Reproduce all the entries beneath this sentence exactly.
====== AVAILABLE DATA ======
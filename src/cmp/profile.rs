//! Profile specific checks on top of the generic engine.

use std::fmt;

use log::debug;
use serde::Deserialize;
use x509_cert::Certificate;

use crate::commons::error::{CmpError, CmpResult, ImplFailure};

use super::msg::{PkiBody, PkiMessage};
use super::protection::filter_self_signed;

//------------ ProfileKind ---------------------------------------------------

#[derive(Clone, Copy, Debug, Default, Deserialize, Eq, PartialEq)]
#[serde(rename_all = "lowercase")]
pub enum ProfileKind {
    #[default]
    Generic,

    /// The 3GPP profile for mobile network equipment, TS 33.310.
    Mobile3gpp,
}

impl ProfileKind {
    /// Checks a CRMF request before anything is issued for it.
    pub fn validate_request(self, request: &PkiMessage) -> CmpResult<()> {
        match self {
            ProfileKind::Generic => Ok(()),
            ProfileKind::Mobile3gpp => validate_mobile_request(&request.body),
        }
    }

    /// Checks a CRMF response before it is handed to the transport.
    pub fn validate_response(self, response: &PkiMessage) -> CmpResult<()> {
        match self {
            ProfileKind::Generic => Ok(()),
            ProfileKind::Mobile3gpp => validate_mobile_response(response),
        }
    }

    /// Returns the certificates this profile adds to certificate responses.
    ///
    /// The mobile profile sends the issuer chain along, minus its roots.
    pub fn response_extra_certs(self, ca_certs: &[Certificate]) -> CmpResult<Vec<Certificate>> {
        match self {
            ProfileKind::Generic => Ok(Vec::new()),
            ProfileKind::Mobile3gpp => filter_self_signed(ca_certs)
                .map_err(|e| CmpError::new(ImplFailure::CaChainUnusable, e)),
        }
    }
}

impl fmt::Display for ProfileKind {
    fn fmt(&self, f: &mut fmt::Formatter) -> fmt::Result {
        match self {
            ProfileKind::Generic => write!(f, "generic"),
            ProfileKind::Mobile3gpp => write!(f, "mobile3gpp"),
        }
    }
}

fn validate_mobile_request(body: &PkiBody) -> CmpResult<()> {
    match body {
        PkiBody::Ir(reqs) => {
            if reqs.len() != 1 {
                return Err(CmpError::new(
                    ImplFailure::MobileIrMultipleRequests,
                    format!("ir carries {} certificate requests", reqs.len()),
                ));
            }
            let missing_key = reqs
                .iter()
                .any(|req| req.cert_req.cert_template.public_key.is_none());
            if missing_key {
                return Err(CmpError::plain(ImplFailure::MobileIrPublicKeyMissing));
            }
            Ok(())
        }
        PkiBody::Cr(_) | PkiBody::Kur(_) => {
            debug!("Mobile profile passes {} without further checks", body.body_type());
            Ok(())
        }
        _ => Err(CmpError::new(
            ImplFailure::MobileRequestUnsupported,
            format!("body type {}", body.body_type()),
        )),
    }
}

fn validate_mobile_response(response: &PkiMessage) -> CmpResult<()> {
    match &response.body {
        PkiBody::Ip(_) | PkiBody::Cp(_) | PkiBody::Kup(_) => {
            if response.extra_certs().is_empty() {
                Err(CmpError::new(
                    ImplFailure::MobileExtraCertsMissing,
                    format!("{} without extraCerts", response.body.body_type()),
                ))
            } else {
                Ok(())
            }
        }
        body => Err(CmpError::new(
            ImplFailure::MobileResponseUnsupported,
            format!("body type {}", body.body_type()),
        )),
    }
}

//============ Tests =========================================================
======
FINISHED EXERCISE »
filename src/cmp/profile.rs
//! Profile specific checks on top of the generic engine.

use std::fmt;

use log::debug;
use serde::Deserialize;
use x509_cert::Certificate;

use crate::commons::error::{CmpError, CmpResult, ImplFailure};

use super::msg::{PkiBody, PkiMessage};
use super::protection::filter_self_signed;

//------------ ProfileKind ---------------------------------------------------

#[derive(Clone, Copy, Debug, Default, Deserialize, Eq, PartialEq)]
#[serde(rename_all = "lowercase")]
pub enum ProfileKind {
    #[default]
    Generic,

    /// The 3GPP profile for mobile network equipment, TS 33.310.
    Mobile3gpp,
}

impl ProfileKind {
    /// Checks a CRMF request before anything is issued for it.
    pub fn validate_request(self, request: &PkiMessage) -> CmpResult<()> {
        match self {
            ProfileKind::Generic => Ok(()),
            ProfileKind::Mobile3gpp => validate_mobile_request(&request.body),
        }
    }

    /// Checks a CRMF response before it is handed to the transport.
    pub fn validate_response(self, response: &PkiMessage) -> CmpResult<()> {
        match self {
            ProfileKind::Generic => Ok(()),
            ProfileKind::Mobile3gpp => validate_mobile_response(response),
        }
    }

    /// Returns the certificates this profile adds to certificate responses.
    ///
    /// The mobile profile sends the issuer chain along, minus its roots.
    pub fn response_extra_certs(self, ca_certs: &[Certificate]) -> CmpResult<Vec<Certificate>> {
        match self {
            ProfileKind::Generic => Ok(Vec::new()),
            ProfileKind::Mobile3gpp => filter_self_signed(ca_certs)
                .map_err(|e| CmpError::new(ImplFailure::CaChainUnusable, e)),
        }
    }
}

impl fmt::Display for ProfileKind {
    fn fmt(&self, f: &mut fmt::Formatter) -> fmt::Result {
        match self {
            ProfileKind::Generic => write!(f, "generic"),
            ProfileKind::Mobile3gpp => write!(f, "mobile3gpp"),
        }
    }
}

fn validate_mobile_request(body: &PkiBody) -> CmpResult<()> {
    match body {
        PkiBody::Ir(reqs) => {
            if reqs.len() != 1 {
                return Err(CmpError::new(
                    ImplFailure::MobileIrMultipleRequests,
                    format!("ir carries {} certificate requests", reqs.len()),
                ));
            }
            let missing_key = reqs
                .iter()
                .any(|req| req.cert_req.cert_template.public_key.is_none());
            if missing_key {
                return Err(CmpError::plain(ImplFailure::MobileIrPublicKeyMissing));
            }
            Ok(())
        }
        PkiBody::Cr(_) | PkiBody::Kur(_) => {
            debug!("Mobile profile passes {} without further checks", body.body_type());
            Ok(())
        }
        _ => Err(CmpError::new(
            ImplFailure::MobileRequestUnsupported,
            format!("body type {}", body.body_type()),
        )),
    }
}

fn validate_mobile_response(response: &PkiMessage) -> CmpResult<()> {
    match &response.body {
        PkiBody::Ip(_) | PkiBody::Cp(_) | PkiBody::Kup(_) => {
            if response.extra_certs().is_empty() {
                Err(CmpError::new(
                    ImplFailure::MobileExtraCertsMissing,
                    format!("{} without extraCerts", response.body.body_type()),
                ))
            } else {
                Ok(())
            }
        }
        body => Err(CmpError::new(
            ImplFailure::MobileResponseUnsupported,
            format!("body type {}", body.body_type()),
        )),
    }
}

//============ Tests =========================================================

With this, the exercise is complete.